Different activities may have different relevancy, as TAC cuboids support the performance of daily activities as well as discrete relevant moments of evaluation. This allows students to be provided with feedforward and enables the use of dynamical continuous assessment, which softens the effect of some unsuccessful performance in the context of a formative assessment methodology.

The personal TAC cuboid enables the instructor to control the performance of activities. The more activities are introduced, the better the pTAC will report the students’ progress, and the evaluation will be closer to a continuous assessment in “real” time.

The competencies assessment becomes a control method that directs the system of competencies achieved with appropriately selected inputs so that the system output is applied as feedforward in the learning process, forcing the system output to converge to the desired level of achievement of competencies. Simultaneously, the learners get involved in their learning process as they indeed become co-producers of new learning activities that will eventually modify their level of achievement of competencies. This setting transforms continuous assessment into a meaningful, responsive dialogue between students and their instructors, providing continuous feedforward to the former ones that will grow as scholars in a non-planar assessment environment.

Master TAC cuboids represent the metrics that enable the quantification of the detailed binary assessment of the activities performed by each student to be placed into his/her personal cuboid. On the other hand, different target TAC cuboids that might be fixed would mark different development milestones of the subject. Thus, personal TAC cuboids reflect a finite succession of cuboids that must be compared to one of these target TAC cuboids. This would landmark the success of students in achieving the desired level of development of competencies.

8. Future Work

After implementing TAC cuboids, it might be interesting to investigate what activities and what type of activities related to different competencies are more meaningful in the learning process among different groups of students. This valuable feedback would enable future work to feedforward training needs within the implemented learning process and also adapt the activities for the different learning styles of students.
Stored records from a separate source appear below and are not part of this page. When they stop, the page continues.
use hmac::{Hmac, Mac};
use serde_json::Value;
use sha2::Sha256;

use crate::types::MessageEvent;

pub const INSTAGRAM_OBJECT: &str = "instagram";

/// Reads an id that Meta may send either as a string or as a number.
fn id_text(value: Option<&Value>) -> Option<String> {
    match value? {
        Value::String(s) if !s.trim().is_empty() => Some(s.trim().to_string()),
        Value::Number(n) => Some(n.to_string()),
        _ => None,
    }
}

fn message_text(message: &Value) -> Option<String> {
    let text = match message.get("text")? {
        Value::String(s) => s.trim().to_string(),
        Value::Number(n) => n.to_string(),
        Value::Bool(b) => b.to_string(),
        _ => return None,
    };
    if text.is_empty() {
        None
    } else {
        Some(text)
    }
}

fn event_from_messaging(entry_id: Option<&str>, ev: &Value) -> Option<MessageEvent> {
    let message = ev.get("message").filter(|m| m.is_object())?;
    let text = message_text(message);
    let attachments = message
        .get("attachments")
        .and_then(Value::as_array)
        .cloned()
        .unwrap_or_default();
    if text.is_none() && attachments.is_empty() {
        return None;
    }

    let sender_ref = id_text(ev.get("sender").and_then(|s| s.get("id")))?;
    let channel_user_ref = id_text(ev.get("recipient").and_then(|r| r.get("id")))
        .or_else(|| entry_id.map(str::to_string))?;

    Some(MessageEvent {
        channel_user_ref,
        sender_ref,
        message_id: id_text(message.get("mid")),
        text,
        attachments,
    })
}

/// Flattens an Instagram webhook delivery into canonical message events.
///
/// The sequence is lazy and borrows `payload`. Anything that is not a text or
/// attachment message (deliveries, reads, reactions, handovers) is skipped, as is
/// any event without a sender or a receiving account.
pub fn extract_message_events(payload: &Value) -> impl Iterator<Item = MessageEvent> + '_ {
    let entries = if payload.get("object").and_then(Value::as_str) == Some(INSTAGRAM_OBJECT) {
        payload.get("entry").and_then(Value::as_array)
    } else {
        None
    };

    entries.into_iter().flatten().flat_map(|entry| {
        let entry_id = id_text(entry.get("id"));
        entry
            .get("messaging")
            .and_then(Value::as_array)
            .into_iter()
            .flatten()
            .filter_map(move |ev| event_from_messaging(entry_id.as_deref(), ev))
    })
}

pub fn is_instagram_payload(payload: &Value) -> bool {
    payload.get("object").and_then(Value::as_str) == Some(INSTAGRAM_OBJECT)
        && payload.get("entry").is_some_and(Value::is_array)
}

/// Checks an `X-Hub-Signature-256` header against the raw request body.
pub fn verify_signature(app_secret: &str, signature_header: Option<&str>, body: &[u8]) -> bool {
    let signature = signature_header.unwrap_or("").trim();
    let signature = signature
        .strip_prefix("sha256=")
        .unwrap_or(signature)
        .trim();
    if signature.is_empty() {
        return false;
    }
    let Ok(signature_bytes) = hex::decode(signature) else {
        return false;
    };
    let Ok(mut mac) = Hmac::<Sha256>::new_from_slice(app_secret.as_bytes()) else {
        return false;
    };
    mac.update(body);
    mac.verify_slice(&signature_bytes).is_ok()
}

/// Meta subscription handshake. Returns the challenge to echo back when accepted.
pub fn verify_subscription<'a>(
    mode: &str,
    verify_token: &str,
    challenge: &'a str,
    expected_token: &str,
) -> Option<&'a str> {
    if mode == "subscribe"
        && !challenge.is_empty()
        && !expected_token.is_empty()
        && verify_token == expected_token
    {
        Some(challenge)
    } else {
        None
    }
}

#[cfg(test)]
mod tests {
    use super::*;
    use serde_json::json;

    fn text_event(sender: &str, recipient: &str, mid: &str, text: &str) -> Value {
        json!({
            "sender": { "id": sender },
            "recipient": { "id": recipient },
            "timestamp": 1_700_000_000_000u64,
            "message": { "mid": mid, "text": text }
        })
    }

    #[test]
    fn delivery_receipts_are_dropped() {
        let payload = json!({
            "object": "instagram",
            "entry": [{
                "id": "17841400000000000",
                "time": 1_700_000_000_000u64,
                "messaging": [
                    {
                        "sender": { "id": "111" },
                        "recipient": { "id": "17841400000000000" },
                        "delivery": { "mids": ["m_0"], "watermark": 1 }
                    },
                    text_event("111", "17841400000000000", "m_1", "  hola  ")
                ]
            }]
        });

        let events = extract_message_events(&payload).collect::<Vec<_>>();
        assert_eq!(events.len(), 1);
        assert_eq!(events[0].text.as_deref(), Some("hola"));
        assert_eq!(events[0].message_id.as_deref(), Some("m_1"));
        assert_eq!(events[0].sender_ref, "111");
        assert_eq!(events[0].channel_user_ref, "17841400000000000");
    }

    #[test]
    fn other_objects_yield_nothing() {
        let payload = json!({
            "object": "page",
            "entry": [{ "id": "1", "messaging": [text_event("1", "2", "m", "hi")] }]
        });
        assert_eq!(extract_message_events(&payload).count(), 0);
        assert!(!is_instagram_payload(&payload));

        let not_array = json!({ "object": "instagram", "entry": { "id": "1" } });
        assert_eq!(extract_message_events(&not_array).count(), 0);
        assert!(!is_instagram_payload(&not_array));
    }

    #[test]
    fn attachment_only_messages_are_kept() {
        let payload = json!({
            "object": "instagram",
            "entry": [{
                "id": "999",
                "messaging": [{
                    "sender": { "id": 42 },
                    "message": {
                        "mid": "m_att",
                        "attachments": [{ "type": "image", "payload": { "url": "https://x/y.jpg" } }]
                    }
                }]
            }]
        });
        let events = extract_message_events(&payload).collect::<Vec<_>>();
        assert_eq!(events.len(), 1);
        assert_eq!(events[0].text, None);
        assert_eq!(events[0].attachments.len(), 1);
        assert_eq!(events[0].sender_ref, "42");
        // no recipient on the event, so the entry id is used
        assert_eq!(events[0].channel_user_ref, "999");
    }

    #[test]
    fn malformed_events_do_not_stop_the_batch() {
        let payload = json!({
            "object": "instagram",
            "entry": [
                "garbage",
                { "id": "1", "messaging": "nope" },
                {
                    "id": "2",
                    "messaging": [
                        { "message": { "text": "no sender" } },
                        { "sender": { "id": "5" }, "message": { "text": "   " } },
                        { "sender": { "id": "5" }, "reaction": { "reaction": "love" } },
                        { "sender": { "id": "5" }, "message": "not an object" },
                        text_event("6", "2", "m_ok", "still here")
                    ]
                }
            ]
        });
        let events = extract_message_events(&payload).collect::<Vec<_>>();
        assert_eq!(events.len(), 1);
        assert_eq!(events[0].sender_ref, "6");
    }

    #[test]
    fn missing_channel_reference_drops_event() {
        let payload = json!({
            "object": "instagram",
            "entry": [{ "messaging": [{ "sender": { "id": "5" }, "message": { "text": "hi" } }] }]
        });
        assert_eq!(extract_message_events(&payload).count(), 0);
    }

    #[test]
    fn signature_round_trip() {
        let body = br#"{"object":"instagram","entry":[]}"#;
        let mut mac = Hmac::<Sha256>::new_from_slice(b"app-secret").unwrap();
        mac.update(body);
        let sig = hex::encode(mac.finalize().into_bytes());

        assert!(verify_signature("app-secret", Some(&format!("sha256={sig}")), body));
        assert!(verify_signature("app-secret", Some(&sig), body));
        assert!(!verify_signature("other-secret", Some(&sig), body));
        assert!(!verify_signature("app-secret", None, body));
        assert!(!verify_signature("app-secret", Some("sha256=zz"), body));
    }

    #[test]
    fn subscription_requires_matching_token() {
        assert_eq!(verify_subscription("subscribe", "tok", "123", "tok"), Some("123"));
        assert_eq!(verify_subscription("subscribe", "bad", "123", "tok"), None);
        assert_eq!(verify_subscription("unsubscribe", "tok", "123", "tok"), None);
        assert_eq!(verify_subscription("subscribe", "", "123", ""), None);
    }
}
TAC cuboids may be used to register data whenever different topics, activities and competencies coexist within a course. The competences considered in the cuboid might include transversal competencies or soft skills as well. The weights on each competence might be reconsidered, if required, so that the instructor would consider the competencies that are relevant for the learning objectives of the subject, but all data would be available in the cuboids so that research may be developed in search of the influence and relationship between the different competencies and the specific competencies of the subject.